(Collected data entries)
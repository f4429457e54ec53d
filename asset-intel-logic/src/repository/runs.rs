use chrono::Utc;
use entity::{
    runs::{ActiveModel, Column, Entity, Model},
    sea_orm_active_enums::RunStatus,
};
use sea_orm::{
    ActiveModelTrait, ActiveValue::Set, ColumnTrait, ConnectionTrait, DbErr, EntityTrait,
    QueryFilter, QueryOrder, QuerySelect,
};
use uuid::Uuid;

pub async fn insert<C: ConnectionTrait>(db: &C, active: ActiveModel) -> Result<Model, DbErr> {
    active.insert(db).await
}

pub async fn find_by_id<C: ConnectionTrait>(
    db: &C,
    tenant_id: Uuid,
    run_id: Uuid,
) -> Result<Option<Model>, DbErr> {
    Entity::find_by_id(run_id)
        .filter(Column::TenantId.eq(tenant_id))
        .one(db)
        .await
}

/// The most recently created run for this asset+processor, used by the
/// reuse-by-signature admission policy and by cancellation cascades.
pub async fn find_latest_for_asset_processor<C: ConnectionTrait>(
    db: &C,
    tenant_id: Uuid,
    asset_id: Uuid,
    processor_name: &str,
) -> Result<Option<Model>, DbErr> {
    Entity::find()
        .filter(Column::TenantId.eq(tenant_id))
        .filter(Column::AssetId.eq(asset_id))
        .filter(Column::ProcessorName.eq(processor_name))
        .order_by_desc(Column::CreatedAt)
        .one(db)
        .await
}

pub async fn list_for_asset<C: ConnectionTrait>(
    db: &C,
    tenant_id: Uuid,
    asset_id: Uuid,
    limit: u64,
) -> Result<Vec<Model>, DbErr> {
    Entity::find()
        .filter(Column::TenantId.eq(tenant_id))
        .filter(Column::AssetId.eq(asset_id))
        .order_by_desc(Column::CreatedAt)
        .limit(limit)
        .all(db)
        .await
}

pub async fn mark_running<C: ConnectionTrait>(db: &C, run: Model) -> Result<Model, DbErr> {
    let mut active: ActiveModel = run.into();
    active.status = Set(RunStatus::Running);
    active.update(db).await
}

pub async fn mark_completed<C: ConnectionTrait>(db: &C, run: Model) -> Result<Model, DbErr> {
    let mut active: ActiveModel = run.into();
    active.status = Set(RunStatus::Completed);
    active.completed_at = Set(Some(Utc::now()));
    active.error_message = Set(None);
    active.update(db).await
}

pub async fn mark_failed<C: ConnectionTrait>(
    db: &C,
    run: Model,
    error_message: String,
) -> Result<Model, DbErr> {
    let mut active: ActiveModel = run.into();
    active.status = Set(RunStatus::Failed);
    active.completed_at = Set(Some(Utc::now()));
    active.error_message = Set(Some(error_message));
    active.update(db).await
}

pub async fn mark_canceled<C: ConnectionTrait>(db: &C, run: Model) -> Result<Model, DbErr> {
    let mut active: ActiveModel = run.into();
    active.status = Set(RunStatus::Canceled);
    active.completed_at = Set(Some(Utc::now()));
    active.canceled_at = Set(Some(Utc::now()));
    active.update(db).await
}

pub async fn set_cancel_requested<C: ConnectionTrait>(db: &C, run: Model) -> Result<Model, DbErr> {
    let mut active: ActiveModel = run.into();
    active.cancel_requested = Set(true);
    active.update(db).await
}

pub async fn record_retry<C: ConnectionTrait>(db: &C, run: Model) -> Result<Model, DbErr> {
    let retry_count = run.retry_count + 1;
    let mut active: ActiveModel = run.into();
    active.status = Set(RunStatus::Pending);
    active.retry_count = Set(retry_count);
    active.last_retry_at = Set(Some(Utc::now()));
    active.update(db).await
}

pub async fn update_progress<C: ConnectionTrait>(
    db: &C,
    run: Model,
    current: i32,
    total: Option<i32>,
    message: Option<String>,
) -> Result<Model, DbErr> {
    let mut active: ActiveModel = run.into();
    active.progress_current = Set(current);
    active.progress_total = Set(total);
    active.progress_message = Set(message);
    active.update(db).await
}

/// Bulk-marks non-terminal runs of `processor_names` for this asset as
/// cancel-requested, skipping `exclude_run_id`. Limited to 50 rows per call
/// so a single cascade can't stall the request that triggered it.
pub async fn cascade_cancel_asset_runs<C: ConnectionTrait>(
    db: &C,
    tenant_id: Uuid,
    asset_id: Uuid,
    processor_names: &[&str],
    exclude_run_id: Uuid,
) -> Result<u64, DbErr> {
    let candidates = Entity::find()
        .filter(Column::TenantId.eq(tenant_id))
        .filter(Column::AssetId.eq(asset_id))
        .filter(Column::ProcessorName.is_in(processor_names.to_vec()))
        .filter(Column::Id.ne(exclude_run_id))
        .filter(Column::CancelRequested.eq(false))
        .filter(
            Column::Status
                .ne(RunStatus::Completed)
                .and(Column::Status.ne(RunStatus::Failed))
                .and(Column::Status.ne(RunStatus::Canceled)),
        )
        .limit(50)
        .all(db)
        .await?;

    let count = candidates.len() as u64;
    for run in candidates {
        set_cancel_requested(db, run).await?;
    }
    Ok(count)
}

• EXERCISE DIRECTIONS: What is wanted is an exact copy of the data.

• TASK OUTPUT:
repository f4429457e54ec53d
filename asset-intel-logic/src/repository/runs.rs
use chrono::Utc;
use entity::{
    runs::{ActiveModel, Column, Entity, Model},
    sea_orm_active_enums::RunStatus,
};
use sea_orm::{
    ActiveModelTrait, ActiveValue::Set, ColumnTrait, ConnectionTrait, DbErr, EntityTrait,
    QueryFilter, QueryOrder, QuerySelect,
};
use uuid::Uuid;

pub async fn insert<C: ConnectionTrait>(db: &C, active: ActiveModel) -> Result<Model, DbErr> {
    active.insert(db).await
}

pub async fn find_by_id<C: ConnectionTrait>(
    db: &C,
    tenant_id: Uuid,
    run_id: Uuid,
) -> Result<Option<Model>, DbErr> {
    Entity::find_by_id(run_id)
        .filter(Column::TenantId.eq(tenant_id))
        .one(db)
        .await
}

/// The most recently created run for this asset+processor, used by the
/// reuse-by-signature admission policy and by cancellation cascades.
pub async fn find_latest_for_asset_processor<C: ConnectionTrait>(
    db: &C,
    tenant_id: Uuid,
    asset_id: Uuid,
    processor_name: &str,
) -> Result<Option<Model>, DbErr> {
    Entity::find()
        .filter(Column::TenantId.eq(tenant_id))
        .filter(Column::AssetId.eq(asset_id))
        .filter(Column::ProcessorName.eq(processor_name))
        .order_by_desc(Column::CreatedAt)
        .one(db)
        .await
}

pub async fn list_for_asset<C: ConnectionTrait>(
    db: &C,
    tenant_id: Uuid,
    asset_id: Uuid,
    limit: u64,
) -> Result<Vec<Model>, DbErr> {
    Entity::find()
        .filter(Column::TenantId.eq(tenant_id))
        .filter(Column::AssetId.eq(asset_id))
        .order_by_desc(Column::CreatedAt)
        .limit(limit)
        .all(db)
        .await
}

pub async fn mark_running<C: ConnectionTrait>(db: &C, run: Model) -> Result<Model, DbErr> {
    let mut active: ActiveModel = run.into();
    active.status = Set(RunStatus::Running);
    active.update(db).await
}

pub async fn mark_completed<C: ConnectionTrait>(db: &C, run: Model) -> Result<Model, DbErr> {
    let mut active: ActiveModel = run.into();
    active.status = Set(RunStatus::Completed);
    active.completed_at = Set(Some(Utc::now()));
    active.error_message = Set(None);
    active.update(db).await
}

pub async fn mark_failed<C: ConnectionTrait>(
    db: &C,
    run: Model,
    error_message: String,
) -> Result<Model, DbErr> {
    let mut active: ActiveModel = run.into();
    active.status = Set(RunStatus::Failed);
    active.completed_at = Set(Some(Utc::now()));
    active.error_message = Set(Some(error_message));
    active.update(db).await
}

pub async fn mark_canceled<C: ConnectionTrait>(db: &C, run: Model) -> Result<Model, DbErr> {
    let mut active: ActiveModel = run.into();
    active.status = Set(RunStatus::Canceled);
    active.completed_at = Set(Some(Utc::now()));
    active.canceled_at = Set(Some(Utc::now()));
    active.update(db).await
}

pub async fn set_cancel_requested<C: ConnectionTrait>(db: &C, run: Model) -> Result<Model, DbErr> {
    let mut active: ActiveModel = run.into();
    active.cancel_requested = Set(true);
    active.update(db).await
}

pub async fn record_retry<C: ConnectionTrait>(db: &C, run: Model) -> Result<Model, DbErr> {
    let retry_count = run.retry_count + 1;
    let mut active: ActiveModel = run.into();
    active.status = Set(RunStatus::Pending);
    active.retry_count = Set(retry_count);
    active.last_retry_at = Set(Some(Utc::now()));
    active.update(db).await
}

pub async fn update_progress<C: ConnectionTrait>(
    db: &C,
    run: Model,
    current: i32,
    total: Option<i32>,
    message: Option<String>,
) -> Result<Model, DbErr> {
    let mut active: ActiveModel = run.into();
    active.progress_current = Set(current);
    active.progress_total = Set(total);
    active.progress_message = Set(message);
    active.update(db).await
}

/// Bulk-marks non-terminal runs of `processor_names` for this asset as
/// cancel-requested, skipping `exclude_run_id`. Limited to 50 rows per call
/// so a single cascade can't stall the request that triggered it.
pub async fn cascade_cancel_asset_runs<C: ConnectionTrait>(
    db: &C,
    tenant_id: Uuid,
    asset_id: Uuid,
    processor_names: &[&str],
    exclude_run_id: Uuid,
) -> Result<u64, DbErr> {
    let candidates = Entity::find()
        .filter(Column::TenantId.eq(tenant_id))
        .filter(Column::AssetId.eq(asset_id))
        .filter(Column::ProcessorName.is_in(processor_names.to_vec()))
        .filter(Column::Id.ne(exclude_run_id))
        .filter(Column::CancelRequested.eq(false))
        .filter(
            Column::Status
                .ne(RunStatus::Completed)
                .and(Column::Status.ne(RunStatus::Failed))
                .and(Column::Status.ne(RunStatus::Canceled)),
        )
        .limit(50)
        .all(db)
        .await?;

    let count = candidates.len() as u64;
    for run in candidates {
        set_cancel_requested(db, run).await?;
    }
    Ok(count)
}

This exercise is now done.